# PROBLEM DESCRIPTION
Each line of the data below containing "EngineConfig" needs to be listed.
──────── DATA EXTRACT
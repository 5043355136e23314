use std::io;
use std::sync::mpsc::Receiver;
use std::thread::{self, JoinHandle};

use engine::GameEnded;
use tracing::{info, warn};

use super::leaderboard::{Leaderboard, LeaderboardError, ScoreRecord, SubmitReceipt};
use super::now_ms;

const RECORDER_THREAD_NAME: &str = "dodge-scores";
const TOP_ENTRIES_LOGGED: usize = 5;

#[derive(Debug, Clone, PartialEq, Eq)]
pub(crate) struct PlayerIdentity {
    pub(crate) player_id: String,
    pub(crate) display_name: String,
    pub(crate) avatar_url: Option<String>,
}

/// Drains game-over notifications on its own thread and records each final
/// score. The thread ends once every sender is gone.
pub(crate) fn spawn_score_recorder<L>(
    receiver: Receiver<GameEnded>,
    mut leaderboard: L,
    player: PlayerIdentity,
) -> io::Result<JoinHandle<()>>
where
    L: Leaderboard + Send + 'static,
{
    thread::Builder::new()
        .name(RECORDER_THREAD_NAME.to_owned())
        .spawn(move || {
            for event in receiver {
                match record_game_end(&mut leaderboard, &player, event, now_ms()) {
                    Ok(receipt) => log_standings(&leaderboard, event, receipt),
                    Err(error) => {
                        warn!(session = event.session.0, error = %error, "score_submit_failed")
                    }
                }
            }
            info!("score_recorder_stopped");
        })
}

pub(crate) fn record_game_end(
    leaderboard: &mut dyn Leaderboard,
    player: &PlayerIdentity,
    event: GameEnded,
    timestamp_ms: u64,
) -> Result<SubmitReceipt, LeaderboardError> {
    leaderboard.submit(ScoreRecord {
        player_id: player.player_id.clone(),
        display_name: player.display_name.clone(),
        avatar_url: player.avatar_url.clone(),
        score: event.final_score,
        timestamp_ms,
    })
}

fn log_standings(leaderboard: &dyn Leaderboard, event: GameEnded, receipt: SubmitReceipt) {
    info!(
        session = event.session.0,
        final_score = event.final_score,
        rank = receipt.rank,
        "score_recorded"
    );
    for (position, entry) in leaderboard.top(TOP_ENTRIES_LOGGED).iter().enumerate() {
        info!(
            position = position + 1,
            player = entry.display_name.as_str(),
            score = entry.score,
            "leaderboard_entry"
        );
    }
}

#[cfg(test)]
mod tests {
    use engine::{ChannelGameEndSink, GameEndSink, SessionId};
    use tempfile::TempDir;

    use super::*;
    use crate::app::leaderboard::JsonFileLeaderboard;

    fn player() -> PlayerIdentity {
        PlayerIdentity {
            player_id: "p1".to_string(),
            display_name: "Pat".to_string(),
            avatar_url: None,
        }
    }

    #[test]
    fn game_end_becomes_a_score_record() {
        let dir = TempDir::new().expect("temp dir");
        let mut board =
            JsonFileLeaderboard::open(dir.path().join("board.json")).expect("open leaderboard");
        let event = GameEnded {
            session: SessionId(3),
            final_score: 77,
        };

        let receipt = record_game_end(&mut board, &player(), event, 1_234).expect("submit");

        assert_eq!(receipt.rank, 1);
        let top = board.top(1);
        assert_eq!(top[0].score, 77);
        assert_eq!(top[0].timestamp_ms, 1_234);
        assert_eq!(top[0].display_name, "Pat");
    }

    #[test]
    fn recorder_persists_every_event_then_exits() {
        let dir = TempDir::new().expect("temp dir");
        let path = dir.path().join("board.json");
        let board = JsonFileLeaderboard::open(&path).expect("open leaderboard");
        let (mut sink, receiver) = ChannelGameEndSink::new();

        let handle = spawn_score_recorder(receiver, board, player()).expect("spawn recorder");
        sink.game_ended(GameEnded {
            session: SessionId(1),
            final_score: 12,
        });
        sink.game_ended(GameEnded {
            session: SessionId(2),
            final_score: 40,
        });
        drop(sink);
        handle.join().expect("recorder thread");

        let reopened = JsonFileLeaderboard::open(&path).expect("reopen");
        let scores: Vec<u64> = reopened.top(10).iter().map(|entry| entry.score).collect();
        assert_eq!(scores, vec![40, 12]);
        let standing = reopened.player_standing("p1").expect("standing");
        assert_eq!(standing.best.score, 40);
    }
}
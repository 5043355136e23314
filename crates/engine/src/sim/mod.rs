//! Deterministic gameplay: world state, spawning, collision and the
//! fixed-tick step that ties them together.

mod collision;
mod notifier;
mod spawner;
mod step;
mod world;

pub use collision::{first_collision, overlaps};
pub use notifier::{ChannelGameEndSink, GameEndSink, GameEnded, SessionId};
pub use spawner::{SpawnDecision, Spawner};
pub use step::{Simulation, StepOutcome, TickInput};
pub use world::{Aabb, Obstacle, RoadMarking, RunFlag, Session, Vec2, Vehicle};
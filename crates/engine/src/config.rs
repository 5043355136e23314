use std::time::Duration;

use serde::{Deserialize, Serialize};
use thiserror::Error;

pub const DEFAULT_TICK_RATE_HZ: u32 = 60;
pub const DEFAULT_SPAWN_PROBABILITY: f64 = 0.02;
pub const MAX_ROAD_LANES: u32 = 16;
/// Shortest dash drawn, in pixels. Bounds the dashes per divider to the
/// viewport height.
pub const MIN_DASH_LENGTH: f32 = 1.0;

/// Playfield size in surface pixels, fixed for the lifetime of a surface.
#[derive(Debug, Clone, Copy, PartialEq, Eq, Serialize, Deserialize)]
pub struct Viewport {
    pub width: u32,
    pub height: u32,
}

impl Default for Viewport {
    fn default() -> Self {
        Self {
            width: 480,
            height: 800,
        }
    }
}

impl Viewport {
    pub fn validate(self) -> Result<Self, ConfigError> {
        if self.width == 0 || self.height == 0 {
            return Err(ConfigError::InvalidViewport {
                width: self.width,
                height: self.height,
            });
        }
        Ok(self)
    }

    pub(crate) fn frame_len(self) -> usize {
        self.width as usize * self.height as usize * 4
    }
}

#[derive(Debug, Clone, Copy, PartialEq, Serialize, Deserialize)]
pub struct EntitySize {
    pub width: f32,
    pub height: f32,
}

#[derive(Debug, Clone, Copy, PartialEq, Serialize, Deserialize)]
#[serde(default)]
pub struct RoadMarkingConfig {
    pub lanes: u32,
    pub dash_length: f32,
    pub dash_gap: f32,
    pub dash_width: f32,
}

impl Default for RoadMarkingConfig {
    fn default() -> Self {
        Self {
            lanes: 3,
            dash_length: 40.0,
            dash_gap: 30.0,
            dash_width: 6.0,
        }
    }
}

/// Tunables for one engine instance. Every field has the reference default,
/// so a partial JSON document deserializes into a complete config.
#[derive(Debug, Clone, PartialEq, Serialize, Deserialize)]
#[serde(default)]
pub struct EngineConfig {
    pub viewport: Viewport,
    pub tick_rate_hz: u32,
    pub spawn_probability: f64,
    pub max_active_obstacles: Option<usize>,
    pub rng_seed: Option<u64>,
    pub vehicle_size: EntitySize,
    /// Vehicle spawn point as fractions of the viewport. The vehicle is
    /// centered horizontally on the x fraction; y is its top edge.
    pub vehicle_spawn_fraction: (f32, f32),
    pub steer_speed_px_per_sec: f32,
    pub obstacle_size: EntitySize,
    pub obstacle_spawn_y: f32,
    pub obstacle_speed_px_per_sec: f32,
    pub road_markings: RoadMarkingConfig,
    pub max_render_fps: Option<u32>,
    #[serde(with = "millis")]
    pub metrics_log_interval: Duration,
}

impl Default for EngineConfig {
    fn default() -> Self {
        Self {
            viewport: Viewport::default(),
            tick_rate_hz: DEFAULT_TICK_RATE_HZ,
            spawn_probability: DEFAULT_SPAWN_PROBABILITY,
            max_active_obstacles: None,
            rng_seed: None,
            vehicle_size: EntitySize {
                width: 60.0,
                height: 100.0,
            },
            vehicle_spawn_fraction: (0.5, 0.8),
            steer_speed_px_per_sec: 0.0,
            obstacle_size: EntitySize {
                width: 100.0,
                height: 100.0,
            },
            obstacle_spawn_y: -100.0,
            obstacle_speed_px_per_sec: 300.0,
            road_markings: RoadMarkingConfig::default(),
            max_render_fps: Some(120),
            metrics_log_interval: Duration::from_secs(1),
        }
    }
}

impl RoadMarkingConfig {
    pub fn validate(&self, viewport: Viewport) -> Result<(), ConfigError> {
        if self.lanes == 0 || self.lanes > MAX_ROAD_LANES.min(viewport.width) {
            return Err(ConfigError::RoadLanesOutOfRange {
                lanes: self.lanes,
                max: MAX_ROAD_LANES.min(viewport.width),
            });
        }
        if !self.dash_length.is_finite() || self.dash_length < MIN_DASH_LENGTH {
            return Err(ConfigError::InvalidRoadMarking {
                field: "dash_length",
                value: self.dash_length,
            });
        }
        if !self.dash_gap.is_finite() || self.dash_gap < 0.0 {
            return Err(ConfigError::InvalidRoadMarking {
                field: "dash_gap",
                value: self.dash_gap,
            });
        }
        if !self.dash_width.is_finite()
            || self.dash_width <= 0.0
            || self.dash_width > viewport.width as f32
        {
            return Err(ConfigError::InvalidRoadMarking {
                field: "dash_width",
                value: self.dash_width,
            });
        }
        Ok(())
    }
}

#[derive(Debug, Error, PartialEq)]
pub enum ConfigError {
    #[error("viewport must be non-empty, got {width}x{height}")]
    InvalidViewport { width: u32, height: u32 },
    #[error("tick rate must be at least 1 Hz")]
    ZeroTickRate,
    #[error("spawn probability must be within [0, 1], got {0}")]
    SpawnProbabilityOutOfRange(f64),
    #[error("{entity} size must be positive, got {width}x{height}")]
    InvalidEntitySize {
        entity: &'static str,
        width: f32,
        height: f32,
    },
    #[error("obstacle width {obstacle_width} does not fit in a {viewport_width}px wide playfield")]
    ObstacleWiderThanPlayfield {
        obstacle_width: f32,
        viewport_width: u32,
    },
    #[error("{field} must be a finite non-negative number, got {value}")]
    InvalidSpeed { field: &'static str, value: f32 },
    #[error("spawn point fractions must be within [0, 1], got ({x}, {y})")]
    SpawnFractionOutOfRange { x: f32, y: f32 },
    #[error("road lanes must be within 1..={max}, got {lanes}")]
    RoadLanesOutOfRange { lanes: u32, max: u32 },
    #[error("road marking {field} is out of range, got {value}")]
    InvalidRoadMarking { field: &'static str, value: f32 },
}

impl EngineConfig {
    pub fn validate(&self) -> Result<(), ConfigError> {
        self.viewport.validate()?;
        if self.tick_rate_hz == 0 {
            return Err(ConfigError::ZeroTickRate);
        }
        if !(0.0..=1.0).contains(&self.spawn_probability) {
            return Err(ConfigError::SpawnProbabilityOutOfRange(
                self.spawn_probability,
            ));
        }
        validate_size("vehicle", self.vehicle_size)?;
        validate_size("obstacle", self.obstacle_size)?;
        if self.obstacle_size.width >= self.viewport.width as f32 {
            return Err(ConfigError::ObstacleWiderThanPlayfield {
                obstacle_width: self.obstacle_size.width,
                viewport_width: self.viewport.width,
            });
        }
        validate_speed("steer_speed_px_per_sec", self.steer_speed_px_per_sec)?;
        validate_speed("obstacle_speed_px_per_sec", self.obstacle_speed_px_per_sec)?;
        let (x, y) = self.vehicle_spawn_fraction;
        if !(0.0..=1.0).contains(&x) || !(0.0..=1.0).contains(&y) {
            return Err(ConfigError::SpawnFractionOutOfRange { x, y });
        }
        self.road_markings.validate(self.viewport)
    }

    pub fn tick_seconds(&self) -> f32 {
        1.0 / self.tick_rate_hz.max(1) as f32
    }
}

fn validate_size(entity: &'static str, size: EntitySize) -> Result<(), ConfigError> {
    if size.width > 0.0 && size.height > 0.0 && size.width.is_finite() && size.height.is_finite()
    {
        return Ok(());
    }
    Err(ConfigError::InvalidEntitySize {
        entity,
        width: size.width,
        height: size.height,
    })
}

fn validate_speed(field: &'static str, value: f32) -> Result<(), ConfigError> {
    if value.is_finite() && value >= 0.0 {
        Ok(())
    } else {
        Err(ConfigError::InvalidSpeed { field, value })
    }
}

mod millis {
    use std::time::Duration;

    use serde::{Deserialize, Deserializer, Serializer};

    pub(super) fn serialize<S: Serializer>(value: &Duration, serializer: S) -> Result<S::Ok, S::Error> {
        serializer.serialize_u64(value.as_millis() as u64)
    }

    pub(super) fn deserialize<'de, D: Deserializer<'de>>(deserializer: D) -> Result<Duration, D::Error> {
        u64::deserialize(deserializer).map(Duration::from_millis)
    }
}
────────────────
# RESPONSE TO THE TASK
pub struct EngineConfig {
impl Default for EngineConfig {
impl EngineConfig {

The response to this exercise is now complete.